I love new place, the magic of finding, and seeing something new, something I have never seen before. I especially love seeing something I have never seen before in something that I have seen a million times before.
Humans have a fabulous way of letting ourselves miss out on really seeing what we see. I think that is why I love Photography. I can show the world what they cant or wont take the time to see.
the other day I had the opportunity to get lost in an area of the city I thought I knew well, and I ended up Underneath and in the middle of what is called the Spaghetti Bowl section of I15 in Salt Lake. I had driven past this little spot a billion time. It appeared to be a standard industrial area that would hold little interest for me, but as I drive my car into the little alcove under the freeway, it was like a new universe opened up.
If you have never felt that feeling, start looking- maybe stare at a wall that you have looked at a million times.

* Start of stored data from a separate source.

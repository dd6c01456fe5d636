//! The shared "first-failure latches" stage-invocation discipline (§4.3, §9): a stage
//! whose item already carries a transform error is skipped; otherwise the stage runs,
//! and any error it raises is latched onto the item while the item's prior rows pass
//! through unchanged.

use crate::row::Row;
use crate::transform_item::TransformItem;
use tracing::warn;

pub fn run_stage<F>(items: Vec<(TransformItem, Vec<Row>)>, mut f: F) -> Vec<(TransformItem, Vec<Row>)>
where
    F: FnMut(&TransformItem, Vec<Row>) -> Result<Vec<Row>, String>,
{
    items
        .into_iter()
        .map(|(mut item, rows)| {
            if item.error.is_some() {
                return (item, rows);
            }
            let previous = rows.clone();
            match f(&item, rows) {
                Ok(updated) => (item, updated),
                Err(message) => {
                    warn!(contract = %item.contract_address, internal_index = %item.internal_index, %message, "stage failed, latching transform error");
                    item.latch_error(message);
                    (item, previous)
                }
            }
        })
        .collect()
}
//! The semantic ABI model (C5): directives layered over [`semabi_abi`]'s raw item
//! model — `exclude`, `transform`, `explode`, `matches`, and `expressions` — plus the
//! construction-time validation that rejects an invalid ABI before any block is
//! touched (§7).

pub mod item;
pub mod parameter;

#[cfg(feature = "json")]
pub mod json;

pub use item::{ItemExpression, ItemKind, Match, MatchAssert, MatchType, Predicate, SemanticAbi, SemanticAbiItem};
pub use parameter::{ParameterTransform, SemanticParameter};

#[cfg(feature = "json")]
pub use json::semantic_abi_from_json;

use thiserror::Error;

/// Construction errors: an invalid semantic ABI is rejected in full before any block
/// is processed. None of these are ever deferred to transform time (§7).
#[derive(Debug, Error)]
pub enum Error {
    #[error(transparent)]
    Abi(#[from] semabi_abi::Error),

    #[error("semantic ABI declares no target chains")]
    NoChains,

    #[error("semantic ABI has no item marked as primary")]
    NoPrimaryItem,

    #[error("duplicate item hash '{0}'")]
    DuplicateItemHash(String),

    #[error("duplicate parameter name '{0}' in {1}")]
    DuplicateParameterName(String, String),

    #[error("tuple parameter '{0}' may not carry a transform")]
    TupleWithTransform(String),

    #[error("non-primary item '{0}' may not carry explode, matches, or expressions")]
    NonPrimaryWithDirectives(String),

    #[error("explode path '{0}' does not resolve to a parameter")]
    ExplodePathNotFound(String),

    #[error("explode path '{0}' does not target an array")]
    ExplodePathNotArray(String),

    #[error("explode path '{0}' targets an array-of-arrays, which is not explodable")]
    ExplodePathArrayOfArrays(String),

    #[error("explode path '{0}' passes through an excluded parameter")]
    ExplodePathExcluded(String),

    #[error("explode path '{0}' passes through an array segment before its terminal")]
    ExplodePathNestedInArray(String),

    #[error("match signature '{0}' does not resolve to a known item")]
    MatchSignatureUnresolved(String),

    #[error("match signature is required for non-transfer matches")]
    MatchSignatureRequired,

    #[error("item '{0}' may not match itself")]
    MatchToSelf(String),

    #[error("duplicate (signature, prefix) pair '{0}'/'{1}' in item '{2}'")]
    DuplicateMatchSignaturePrefix(String, String, String),

    #[error("match prefix '{0}' collides with a sibling tuple parameter name in item '{1}'")]
    MatchPrefixCollision(String, String),

    #[error("item '{0}' declares more than one 'many' match")]
    MultipleManyMatches(String),

    #[error("item '{0}' combines 'explode' with a 'many' match")]
    ManyMatchWithExplode(String),

    #[error("bound predicate on '{0}' requires at least one of lower/upper")]
    BoundMissingLowerAndUpper(String),

    #[error("bound predicate on '{0}' has lower > upper")]
    BoundLowerGreaterThanUpper(String),

    #[error("expression '{0}' references unknown column '{1}'")]
    ExpressionUnknownColumn(String, String),

    #[error("parameter transform on '{0}' must reference only 'this', found '{1}'")]
    TransformNotThis(String, String),

    #[error("function '{0}' has an input/output name collision: '{1}'")]
    InputOutputNameOverlap(String, String),

    #[error(transparent)]
    Expression(#[from] semabi_expr::Error),
}
//! [`TransformItem`]: the per-instance carrier threaded through every stage. Decoding
//! is lazy (§9 "Lazy decoding") — at most one actual decode per item, triggered by the
//! first stage that reads it — and any stage failure is latched here rather than
//! unwinding the pipeline (§7, §9 "Exception-driven control flow").

use semabi_abi::decode::Decoded;
use std::cell::{OnceCell, RefCell};

#[derive(Debug, Clone, Copy, PartialEq, Eq)]
pub enum TransformKind {
    Event,
    Function,
    Transfer,
}

impl TransformKind {
    pub fn as_str(&self) -> &'static str {
        match self {
            TransformKind::Event => "event",
            TransformKind::Function => "function",
            TransformKind::Transfer => "transfer",
        }
    }
}

type DecodeResult = Result<Vec<(String, Decoded)>, String>;
type Decoder = Box<dyn FnOnce() -> DecodeResult>;

pub struct TransformItem {
    pub contract_address: String,
    pub internal_index: String,
    pub kind: TransformKind,
    pub error: Option<String>,
    decoded: OnceCell<DecodeResult>,
    decoder: RefCell<Option<Decoder>>,
}

impl TransformItem {
    pub fn new(
        contract_address: impl Into<String>,
        internal_index: impl Into<String>,
        kind: TransformKind,
        decoder: impl FnOnce() -> DecodeResult + 'static,
    ) -> Self {
        TransformItem {
            contract_address: contract_address.into(),
            internal_index: internal_index.into(),
            kind,
            error: None,
            decoded: OnceCell::new(),
            decoder: RefCell::new(Some(Box::new(decoder))),
        }
    }

    /// Forces the decode the first time it's called; every later call returns the
    /// cached outcome without re-decoding.
    pub fn decode(&self) -> Result<&[(String, Decoded)], String> {
        let result = self.decoded.get_or_init(|| {
            let decoder = self.decoder.borrow_mut().take().expect("decoded at most once");
            decoder()
        });
        result.as_ref().map(Vec::as_slice).map_err(Clone::clone)
    }

    /// First-failure-latches: a stage that already errored never gets overwritten by
    /// a later, less informative failure.
    pub fn latch_error(&mut self, message: impl Into<String>) {
        if self.error.is_none() {
            self.error = Some(message.into());
        }
    }
}
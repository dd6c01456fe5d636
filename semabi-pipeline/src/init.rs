//! InitStep (§4.3.1): scans a transaction's logs or traces for instances of one
//! primary item, past the contract allow-list, and seeds one [`TransformItem`] with
//! an empty row per match.

use crate::row::Row;
use crate::transform_item::{TransformItem, TransformKind};
use semabi_abi::decode::{decode_event, decode_function_input};
use semabi_metadata::{Log, Trace, Transaction};
use semabi_semantic::{ItemKind, SemanticAbiItem};

fn allowed(allow_list: &[String], address: &str) -> bool {
    allow_list.is_empty() || allow_list.iter().any(|a| a == &address.to_lowercase())
}

fn decode_log_bytes(log: &Log) -> Result<Vec<u8>, String> {
    hex::decode(log.data.trim_start_matches("0x")).map_err(|e| e.to_string())
}

fn init_event(item: &SemanticAbiItem, allow_list: &[String], transaction: &Transaction) -> Vec<(TransformItem, Vec<Row>)> {
    let expected_hash = item.hash();
    transaction
        .logs()
        .iter()
        .filter(|log| {
            log.topics
                .first()
                .map(|t| t.trim_start_matches("0x").eq_ignore_ascii_case(&expected_hash))
                .unwrap_or(false)
        })
        .filter(|log| allowed(allow_list, &log.address))
        .map(|log| {
            let raw_item = item.raw_item();
            let topics = log.topics.clone();
            let data = decode_log_bytes(log);
            let transform_item = TransformItem::new(log.address.clone(), log.log_index.to_string(), TransformKind::Event, move || {
                let data = data?;
                decode_event(&raw_item, &topics, &data).map_err(|e| e.to_string())
            });
            (transform_item, vec![Row::new()])
        })
        .collect()
}

fn selector_matches(trace: &Trace, expected_hash: &str) -> bool {
    let input = trace.input.trim_start_matches("0x");
    input.len() >= 8 && input[..8].eq_ignore_ascii_case(expected_hash)
}

const ZERO_ADDRESS: &str = "0x0000000000000000000000000000000000000000";

fn init_function(item: &SemanticAbiItem, allow_list: &[String], transaction: &Transaction) -> Vec<(TransformItem, Vec<Row>)> {
    let expected_hash = item.hash();
    transaction
        .traces
        .iter()
        .filter(|trace| selector_matches(trace, &expected_hash))
        .filter(|trace| allowed(allow_list, trace.to.as_deref().unwrap_or(ZERO_ADDRESS)))
        .map(|trace| {
            let raw_item = item.raw_item();
            let calldata = hex::decode(trace.input.trim_start_matches("0x")).map_err(|e| e.to_string());
            let contract_address = trace.to.clone().unwrap_or_else(|| ZERO_ADDRESS.to_string());
            let transform_item = TransformItem::new(contract_address, trace.path_key(), TransformKind::Function, move || {
                let calldata = calldata?;
                decode_function_input(&raw_item, &calldata).map_err(|e| e.to_string())
            });
            (transform_item, vec![Row::new()])
        })
        .collect()
}

/// Dispatches on the item's kind: an event item scans logs, a function item scans
/// trace call sites.
pub fn init(item: &SemanticAbiItem, allow_list: &[String], transaction: &Transaction) -> Vec<(TransformItem, Vec<Row>)> {
    match item.kind {
        ItemKind::Event => init_event(item, allow_list, transaction),
        ItemKind::Function => init_function(item, allow_list, transaction),
    }
}

#[cfg(test)]
mod tests {
    use super::*;
    use semabi_abi::parameter::{DataType, ParamKind, Parameter};
    use semabi_metadata::Receipt;
    use semabi_semantic::SemanticParameter;

    fn transfer_item() -> SemanticAbiItem {
        let from = Parameter::new("from", ParamKind::Primitive(DataType::Address)).unwrap().indexed(true);
        let to = Parameter::new("to", ParamKind::Primitive(DataType::Address)).unwrap().indexed(true);
        let value = Parameter::new("value", ParamKind::Primitive(DataType::Uint(256))).unwrap();
        SemanticAbiItem {
            name: "Transfer".into(),
            kind: ItemKind::Event,
            inputs: vec![SemanticParameter::from_raw(&from), SemanticParameter::from_raw(&to), SemanticParameter::from_raw(&value)],
            outputs: vec![],
            is_primary: true,
            explode: vec![],
            matches: vec![],
            expressions: vec![],
        }
    }

    #[test]
    fn finds_matching_log_and_builds_one_item_per_match() {
        let item = transfer_item();
        let log = Log {
            address: "0xtoken".into(),
            topics: vec![format!("0x{}", item.hash())],
            data: "0x".into(),
            log_index: 3,
        };
        let tx = Transaction {
            hash: "0xabc".into(),
            from: "0xfrom".into(),
            to: Some("0xto".into()),
            input: "0x".into(),
            receipt: Receipt { transaction_hash: "0xabc".into(), status: Some(1), gas_used: 1, logs: vec![log] },
            traces: vec![],
        };
        let items = init(&item, &[], &tx);
        assert_eq!(items.len(), 1);
        assert_eq!(items[0].0.internal_index, "3");
    }

    #[test]
    fn allow_list_filters_out_other_contracts() {
        let item = transfer_item();
        let log = Log {
            address: "0xtoken".into(),
            topics: vec![format!("0x{}", item.hash())],
            data: "0x".into(),
            log_index: 0,
        };
        let tx = Transaction {
            hash: "0xabc".into(),
            from: "0xfrom".into(),
            to: Some("0xto".into()),
            input: "0x".into(),
            receipt: Receipt { transaction_hash: "0xabc".into(), status: Some(1), gas_used: 1, logs: vec![log] },
            traces: vec![],
        };
        let items = init(&item, &["0xother".to_string()], &tx);
        assert!(items.is_empty());
    }
}
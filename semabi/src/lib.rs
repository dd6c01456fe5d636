//! The top-level semantic ABI compiler and block transformation pipeline (C9): builds
//! one [`semabi_pipeline::ItemPipeline`] per primary item declared in a
//! [`SemanticAbi`], unions their per-item schemas into a single output schema, and
//! drives every transaction in a block through every primary item's pipeline.

#[cfg(feature = "json")]
pub mod json;

pub use semabi_codec::{AbiSchema, AnalyticalType, Cell, DatasetColumn, StorageType};
pub use semabi_metadata::{Block, EvmChain};
pub use semabi_pipeline::{ItemPipeline, Row};
pub use semabi_semantic::SemanticAbi;

use std::collections::HashMap;
use thiserror::Error;
use tracing::debug;

#[derive(Debug, Error)]
pub enum Error {
    #[error(transparent)]
    Codec(#[from] semabi_codec::Error),

    #[error(transparent)]
    Semantic(#[from] semabi_semantic::Error),

    #[error(transparent)]
    Pipeline(#[from] semabi_pipeline::Error),

    #[cfg(feature = "json")]
    #[error(transparent)]
    Metadata(#[from] semabi_metadata::Error),
}

/// The compiled form of a [`SemanticAbi`]: one [`ItemPipeline`] per primary item, and
/// the union of their schemas (§4.5). Built once per ABI document and then reused for
/// every block handed to [`Transformer::transform`].
pub struct Transformer {
    abi: SemanticAbi,
    pipelines: Vec<ItemPipeline>,
    schema: AbiSchema,
}

impl Transformer {
    /// Builds one pipeline per primary item and unions their schemas, rejecting the
    /// ABI if two primary items disagree on the descriptor of a same-named column
    /// (§4.5 step 5). A construction-time error, raised before any block is touched.
    pub fn build(abi: SemanticAbi) -> Result<Self, Error> {
        let pipelines = abi
            .primary_items()
            .map(|item| ItemPipeline::build(&abi, item))
            .collect::<Result<Vec<_>, _>>()?;

        let schema = AbiSchema::union(pipelines.iter().map(ItemPipeline::schema))?;

        debug!(items = pipelines.len(), columns = schema.columns().len(), "built transformer");

        Ok(Transformer { abi, pipelines, schema })
    }

    pub fn schema(&self) -> &AbiSchema {
        &self.schema
    }

    pub fn is_valid_for_chain(&self, chain: &str) -> bool {
        self.abi.is_valid_for_chain(chain)
    }

    /// The output schema as `(column name, storage type)` pairs, so any downstream
    /// columnar library can consume it without this crate depending on one.
    pub fn metadata(&self) -> Vec<(String, StorageType)> {
        self.schema.columns().iter().map(|c| (c.name.clone(), c.storage_type)).collect()
    }

    /// Runs every transaction in `block` through every primary item's pipeline,
    /// skipping the block entirely if the ABI doesn't target its chain. Every emitted
    /// row is padded against the unioned schema, so a row produced by one item's
    /// pipeline (a narrower schema) still carries every column of the wider output.
    pub fn transform(&self, block: &Block) -> Vec<Row> {
        if !self.is_valid_for_chain(block.chain.name()) {
            debug!(chain = block.chain.name(), "block chain not targeted by this ABI, skipping");
            return Vec::new();
        }

        let mut out = Vec::new();
        for transaction in &block.transactions {
            for pipeline in &self.pipelines {
                for row in pipeline.transform_transaction(block, transaction) {
                    out.push(pad_row(&self.schema, row));
                }
            }
        }
        debug!(
            block = block.header.number,
            transactions = block.transactions.len(),
            rows = out.len(),
            "transformed block"
        );
        out
    }
}

fn pad_row(schema: &AbiSchema, row: Row) -> Row {
    let mut padded: Row = HashMap::with_capacity(schema.columns().len());
    for column in schema.columns() {
        let cell = row.get(&column.name).cloned().unwrap_or(Cell::Null);
        padded.insert(column.name.clone(), cell);
    }
    padded
}
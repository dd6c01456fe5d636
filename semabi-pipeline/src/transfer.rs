//! TokenTransferStep (§4.4, C8): the sibling schema and candidate rows a `transfer`
//! match draws from — `transaction.transfers()` read straight through, one row per
//! decoded transfer.

use crate::leaf::default_column;
use crate::row::Row;
use semabi_abi::parameter::DataType;
use semabi_codec::{AnalyticalType, Cell, DatasetColumn, StorageType};
use semabi_metadata::{Transaction, Transfer};

pub fn schema() -> Vec<DatasetColumn> {
    vec![
        default_column("fromAddress", DataType::Address),
        default_column("toAddress", DataType::Address),
        default_column("value", DataType::Uint(256)),
        DatasetColumn::new("tokenId", StorageType::String, AnalyticalType::Dimension),
        DatasetColumn::new("tokenType", StorageType::String, AnalyticalType::Dimension).non_nullable(),
    ]
}

fn row_for(transfer: &Transfer) -> Row {
    let mut row = Row::new();
    row.insert("fromAddress".into(), Cell::Hex(transfer.from_address.clone()));
    row.insert("toAddress".into(), Cell::Hex(transfer.to_address.clone()));
    row.insert("value".into(), Cell::Integer(transfer.value.clone()));
    row.insert(
        "tokenId".into(),
        transfer.token_id.clone().map(Cell::String).unwrap_or(Cell::Null),
    );
    row.insert("tokenType".into(), Cell::String(transfer.token_type.as_str().to_string()));
    row
}

/// Candidate rows for a `transfer` match: every decoded transfer in the transaction,
/// in log order. `MatchStep` filters these with the match's predicates exactly as it
/// would a sibling event/function pipeline's rows.
pub fn candidate_rows(transaction: &Transaction) -> Vec<Row> {
    transaction.transfers().iter().map(row_for).collect()
}

#[cfg(test)]
mod tests {
    use super::*;
    use semabi_metadata::TokenType;

    #[test]
    fn builds_one_row_per_transfer() {
        let transfer = Transfer {
            from_address: "aa".repeat(20),
            to_address: "bb".repeat(20),
            value: num_bigint::BigInt::from(42),
            token_id: Some("7".into()),
            token_type: TokenType::Erc1155,
            internal_index: "3".into(),
        };
        let row = row_for(&transfer);
        assert_eq!(row.get("fromAddress"), Some(&Cell::Hex("aa".repeat(20))));
        assert_eq!(row.get("tokenId"), Some(&Cell::String("7".into())));
        assert_eq!(row.get("tokenType"), Some(&Cell::String("Erc1155".into())));
    }
}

Notice the details, how the paint texture stands out, how it bubbles here and there, how its really is an Eggshell color, instead of white.
Look at the buildings you pass as you are driving to work, you will see things jump out at you, maybe it would even be worth it to take the buss so you CAN look as you ride.

For me, as I spent my time exploring my new found world of Mudd and steel, I was at first a little nervous, I didn't know if this was private property- it wasn't fenced, and it wasn't posted, though, you never know if they may have a sign up somewhere that is just hidden in the back so that they can say there was one up. As I explored though, I was caught up by the pattern the deep, rich colors of Steel Blue, and the Bastard Amber colored rust that covered the stacked and bound edifices to industry and creation.
As I saw the beautifully colors, and the grand sunset over the freeway, I felt a peace that you don't think of coming in the middle of the noise freeway, and Dirty industrial park. And all of that came from a new way of seeing and a change in Perspective.